Pázmány, Péter (1570-1637)

Pázmány, Péter 1
Pázmány, Péter: Führer zur göttlichen Wahrheit 2
Erzbischof von Gran, Politiker, Theologe, Autor von Kirchenschriften, größte Gestalt der ungarischen Rekatholisierung. Er entstammte einer siebenbürgischen Protestantenfamilie, besuchte ab 1583 das Klausenburger Jesuitenkollegium, katholisierte und trat dann dem Jesuitenorden bei. Studierte zunächst in Polen, später schickte der Orden ihn nach Rom, wo ihm 1593-1597 im Collegio Romano eine hervorragende Ausbildung zuteil wurde. Ab 1600 arbeitete er in Graz als Lehrer für Philosophie und kehrte um 1607 endgültig nach Hause zurück.
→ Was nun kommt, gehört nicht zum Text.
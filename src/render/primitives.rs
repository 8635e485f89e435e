use serde::{Deserialize, Serialize};

use crate::error::{ChartError, ChartResult};

/// RGBA color in normalized 0..=1 channel values.
#[derive(Debug, Clone, Copy, PartialEq, Serialize, Deserialize)]
pub struct Color {
    pub red: f64,
    pub green: f64,
    pub blue: f64,
    pub alpha: f64,
}

impl Color {
    #[must_use]
    pub const fn rgba(red: f64, green: f64, blue: f64, alpha: f64) -> Self {
        Self {
            red,
            green,
            blue,
            alpha,
        }
    }

    #[must_use]
    pub const fn rgb(red: f64, green: f64, blue: f64) -> Self {
        Self::rgba(red, green, blue, 1.0)
    }

    /// Builds a color from 8-bit channels, e.g. values copied from CSS.
    #[must_use]
    pub fn from_rgba8(red: u8, green: u8, blue: u8, alpha: f64) -> Self {
        Self::rgba(
            f64::from(red) / 255.0,
            f64::from(green) / 255.0,
            f64::from(blue) / 255.0,
            alpha,
        )
    }

    pub fn validate(self) -> ChartResult<()> {
        for (channel, value) in [
            ("red", self.red),
            ("green", self.green),
            ("blue", self.blue),
            ("alpha", self.alpha),
        ] {
            if !value.is_finite() || !(0.0..=1.0).contains(&value) {
                return Err(ChartError::InvalidData(format!(
                    "color channel `{channel}` must be finite and in [0, 1]"
                )));
            }
        }
        Ok(())
    }
}

/// Opaque identifier of one element drawn on a surface.
#[derive(Debug, Clone, Copy, PartialEq, Eq, Hash, PartialOrd, Ord, Serialize, Deserialize)]
pub struct ElementHandle(u64);

impl ElementHandle {
    #[must_use]
    pub const fn new(raw: u64) -> Self {
        Self(raw)
    }

    #[must_use]
    pub const fn raw(self) -> u64 {
        self.0
    }
}

/// Z-order bucket. Retained surfaces paint lower layers first, and keep
/// insertion order inside one layer.
#[derive(Debug, Clone, Copy, PartialEq, Eq, Hash, PartialOrd, Ord, Serialize, Deserialize)]
pub enum SceneLayer {
    Grid,
    Axis,
    Area,
    Line,
    Markers,
    Goal,
    Caption,
}

impl SceneLayer {
    pub const ALL: [Self; 7] = [
        Self::Grid,
        Self::Axis,
        Self::Area,
        Self::Line,
        Self::Markers,
        Self::Goal,
        Self::Caption,
    ];
}

/// Stroke/fill style for paths and circles.
#[derive(Debug, Clone, Copy, PartialEq, Serialize, Deserialize)]
pub struct PathStyle {
    pub stroke: Option<Color>,
    pub stroke_width: f64,
    pub fill: Option<Color>,
    pub layer: SceneLayer,
}

impl PathStyle {
    #[must_use]
    pub const fn stroked(color: Color, stroke_width: f64, layer: SceneLayer) -> Self {
        Self {
            stroke: Some(color),
            stroke_width,
            fill: None,
            layer,
        }
    }

    #[must_use]
    pub const fn filled(color: Color, layer: SceneLayer) -> Self {
        Self {
            stroke: None,
            stroke_width: 0.0,
            fill: Some(color),
            layer,
        }
    }

    #[must_use]
    pub const fn with_stroke(mut self, color: Color, stroke_width: f64) -> Self {
        self.stroke = Some(color);
        self.stroke_width = stroke_width;
        self
    }

    pub fn validate(self) -> ChartResult<()> {
        if self.stroke.is_none() && self.fill.is_none() {
            return Err(ChartError::InvalidData(
                "path style needs a stroke or a fill".to_owned(),
            ));
        }
        if let Some(stroke) = self.stroke {
            stroke.validate()?;
            if !self.stroke_width.is_finite() || self.stroke_width <= 0.0 {
                return Err(ChartError::InvalidData(
                    "stroke width must be finite and > 0".to_owned(),
                ));
            }
        }
        if let Some(fill) = self.fill {
            fill.validate()?;
        }
        Ok(())
    }
}

/// Horizontal text alignment relative to the anchor x.
#[derive(Debug, Clone, Copy, PartialEq, Eq, Serialize, Deserialize)]
pub enum TextHAlign {
    Left,
    Center,
    Right,
}

/// Vertical text alignment relative to the anchor y.
#[derive(Debug, Clone, Copy, PartialEq, Eq, Serialize, Deserialize)]
pub enum TextVAlign {
    Top,
    Middle,
    Bottom,
}

#[derive(Debug, Clone, Copy, PartialEq, Serialize, Deserialize)]
pub struct TextStyle {
    pub font_size_px: f64,
    pub color: Color,
    pub h_align: TextHAlign,
    pub v_align: TextVAlign,
    pub bold: bool,
    pub layer: SceneLayer,
}

impl TextStyle {
    #[must_use]
    pub const fn new(font_size_px: f64, color: Color, layer: SceneLayer) -> Self {
        Self {
            font_size_px,
            color,
            h_align: TextHAlign::Left,
            v_align: TextVAlign::Bottom,
            bold: false,
            layer,
        }
    }

    #[must_use]
    pub const fn aligned(mut self, h_align: TextHAlign, v_align: TextVAlign) -> Self {
        self.h_align = h_align;
        self.v_align = v_align;
        self
    }

    #[must_use]
    pub const fn with_bold(mut self, bold: bool) -> Self {
        self.bold = bold;
        self
    }

    pub fn validate(self) -> ChartResult<()> {
        if !self.font_size_px.is_finite() || self.font_size_px <= 0.0 {
            return Err(ChartError::InvalidData(
                "font size must be finite and > 0".to_owned(),
            ));
        }
        self.color.validate()
    }
}

/// Rendered size of one text element.
#[derive(Debug, Clone, Copy, PartialEq, Serialize, Deserialize)]
pub struct TextExtent {
    pub width: f64,
    pub height: f64,
}

impl TextExtent {
    #[must_use]
    pub const fn new(width: f64, height: f64) -> Self {
        Self { width, height }
    }

    #[must_use]
    pub const fn zero() -> Self {
        Self::new(0.0, 0.0)
    }
}
use tracing::debug;

use crate::core::Viewport;
use crate::error::{ChartError, ChartResult};
use crate::render::Surface;

use super::LineChart;

impl<S: Surface> LineChart<S> {
    /// Changes the surface width.
    ///
    /// The x domain is kept and remapped onto `[0, width]`; the y scale does
    /// not change. Everything that spans the width is redrawn. On error the
    /// chart is left as it was.
    pub fn set_width(&mut self, width: u32) -> ChartResult<()> {
        if width == 0 {
            return Err(ChartError::InvalidViewport {
                width,
                height: self.model.viewport.height,
            });
        }
        if width == self.model.viewport.width {
            return Ok(());
        }

        let previous = self.model.viewport;
        let mut staged = self.model.clone();
        staged.resize_width(width)?;
        staged.refresh_ticks();
        staged.refresh_geometry();
        let mut config = self.config.clone();
        config.viewport = Viewport::new(width, previous.height);
        debug!(from = previous.width, to = width, "resize width");

        self.commit(config, staged, Self::redraw_all)
    }
}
In Ungarn schaltete er sich an der Seite von Erzbischof Ferenc Forgách das Ringen der Gegenreformation ein, wobei ihm die militanten Methoden Forgáchs keineswegs gefielen. 1616 erfolgte seine Wahl zum Graner Erzbischof und gleichzeitig die Ernennung zum Kanzler des Landes. Im Besitz der Macht wählte er aber nicht die Gewalt, sondern ging den Weg der Überzeugung, wodurch er viele protestantische Familien, auch Aristokraten, in den Schoß der katholischen Kirche zurückführte. Seine Politik kennzeichnete nüchterne Einsicht. Er stellte die Interessen der Religion nicht über die des Landes, unterhielt gute Beziehung zum siebenbürgischen Fürsten György Rákóczi I., den er gelegentlich auch politisch unterstützte. 1623 gründete Pázmány in Wien ein Priesterseminar (Pázmáneum) und legte 1635 den Grundstock zur Tirnauer Universität, der Vorgängerin der heutigen Eötvös-Loránd-Universität. Neben bedeutenden theologischen und Disputationsschriften schuf er, vor allem um die katholischen Damen zu erfreuen, auch Werke über Frömmigkeit. In sein populäres Gebetbuch (Graz 1606) nahm er sogar ein Gedicht von Bálint Balassi auf, und in seiner Übersetzung des Werkes von Thomas Kempis (Wien 1624) formulierte er die Grundprinzipien der modernen Literaturübersetzung.